The nonvolunteers have an even worse time. The ones we see are the graduate students in fields such as nursing or environmental sanitation who are required to take one or two statistics courses for their masters or doctoral degrees. When we teach them, we do what we can to minimize their frustration with the material. Some of them seem to learn the formulas fairly easily, but few of them can get a good handle on the concepts. A good number of those students spend an inordinate amount of time on the course, neglecting their other courses, to pass statistics and get beyond the hurdle. Several students try hard to find a statistics course taught by an easy grader. They dread the statistics requirement.

REASONS FOR THE DIFFICULTY

There are two kinds of reasons for statistics being a difficult subject to learn: intellectual and emotional.

Intellectual Reasons

There are concepts in statistics that are difficult to understand. For one thing, although statistics is definitely not the same as mathematics, it uses mathematics. Anyone who has trouble with arithmetic and algebra has trouble with statistics, and there are lots of people with excellent communication skills (reading, writing, and speaking) who have trouble with arithmetic and algebra. The Graduate Record Exam, as well as other standard examinations such as the Scholastic Aptitude Test taken by high school students, has the separate categories of verbal and quantitative; they are different. To attain the master’s degree, knowledge of statistics requires a good knowledge of calculus and some facility with a topic called “matrices” or linear algebra. A doctoral degree requires, in addition to the knowledge of statistics, advanced calculus and something called “measure theory” as a basis for understanding probability. In other words, getting deeply into statistical theory requires the knowledge of mathematics that is attained by very few people. The mathematics of advanced statistics is approximately the level of the mathematics of theoretical physics.

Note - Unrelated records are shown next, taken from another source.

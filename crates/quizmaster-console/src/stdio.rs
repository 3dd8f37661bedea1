//! Terminal console over stdin/stdout.

use std::io::{self, BufRead, BufReader, Write};

use quizmaster_core::traits::Console;

/// A `Console` that prompts on stdout and reads answers from stdin.
///
/// Unparseable integers are re-prompted rather than surfaced: the person at
/// the keyboard can always try again. End of input is an error — the process
/// has no way to continue a session without a participant.
pub struct StdConsole {
    reader: Box<dyn BufRead>,
}

impl StdConsole {
    /// Console over the process's stdin.
    pub fn new() -> Self {
        Self {
            reader: Box::new(BufReader::new(io::stdin())),
        }
    }

    /// Console over an arbitrary reader (useful for testing).
    pub fn with_reader(reader: Box<dyn BufRead>) -> Self {
        Self { reader }
    }

    fn read_line(&mut self) -> anyhow::Result<String> {
        let mut line = String::new();
        let bytes = self.reader.read_line(&mut line)?;
        if bytes == 0 {
            anyhow::bail!("console input closed");
        }
        Ok(line.trim_end_matches(['\r', '\n']).to_string())
    }
}

impl Default for StdConsole {
    fn default() -> Self {
        Self::new()
    }
}

impl Console for StdConsole {
    fn prompt_text(&mut self, message: &str) -> anyhow::Result<String> {
        print!("{message} ");
        io::stdout().flush()?;
        self.read_line()
    }

    fn prompt_int(&mut self, message: &str) -> anyhow::Result<i64> {
        loop {
            let line = self.prompt_text(message)?;
            match line.trim().parse::<i64>() {
                Ok(value) => return Ok(value),
                Err(_) => {
                    println!("Please enter a whole number.");
                }
            }
        }
    }

    fn announce(&mut self, message: &str) {
        println!("{message}");
    }
}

In addition to the mathematics of statistics, there are other difficult concepts. The main difficulty is in visualizing the distribution of numbers you cannot see. Many students have a hard time getting straight the sampling distribution of the sample means when the end point of the study is only one sample mean. That is, they have to be able to visualize infinitely many numbers, of which they see only one, and think about what the other numbers might have been.

Emotional Reasons

There are aspects other than statistics being intellectually difficult that act as barriers to learning. For one thing, statistics does not benefit from a glamorous image that motivates students to persist through tedious and frustrating lessons. A premedical or prelaw student is commonly sustained through long discouraging times in school by dreams of wealth and high social status, heroism in the not-too-distant future. However, there are no TV dramas with a good-looking statistician playing the lead, and few mothers’ chests swell with pride as they introduce their son or daughter as “the statistician.”

The public images of statisticians leave much to be desired as sources of recruitment. How to Lie with Statistics (by Darrell Huff ) is the statistics book whose title is most often quoted by nonstatisticians. One image of statisticians is that of sports nuts who are fascinated by numerical trivia of games. Another image is of the librarian, the solemn keeper of dry details, of “more than you’d ever want to know about . . .” Yet another is the role of the manipulator of numbers, the crook who can make numbers say anything he or she wants them to. Presidential campaigns in which both incumbent and challenger cite “statistics” showing why they should be elected don’t give statistics a good name.

Have you ever heard of a child who answered the question, “What are you going to be when you grow up?” with “I’m going to be a statistician!”?

Another emotional barrier to the learning of statistics is the one related to the difficulty of learning mathematics. The intellectual difficulty of learning mathematics not infrequently creates a phobia currently labeled “math anxiety,” a feeling of inadequacy in doing anything mathematical. Such people who dread having to do mathematical work are particularly uncomfortable in the “required” statistics course. We have had many students in our elementary courses who contacted us early in the quarter tell us how nervous they are about passing the course. Many of them tell their history of math anxiety. Some describe their childhood math teachers as particularly stern and unforgiving.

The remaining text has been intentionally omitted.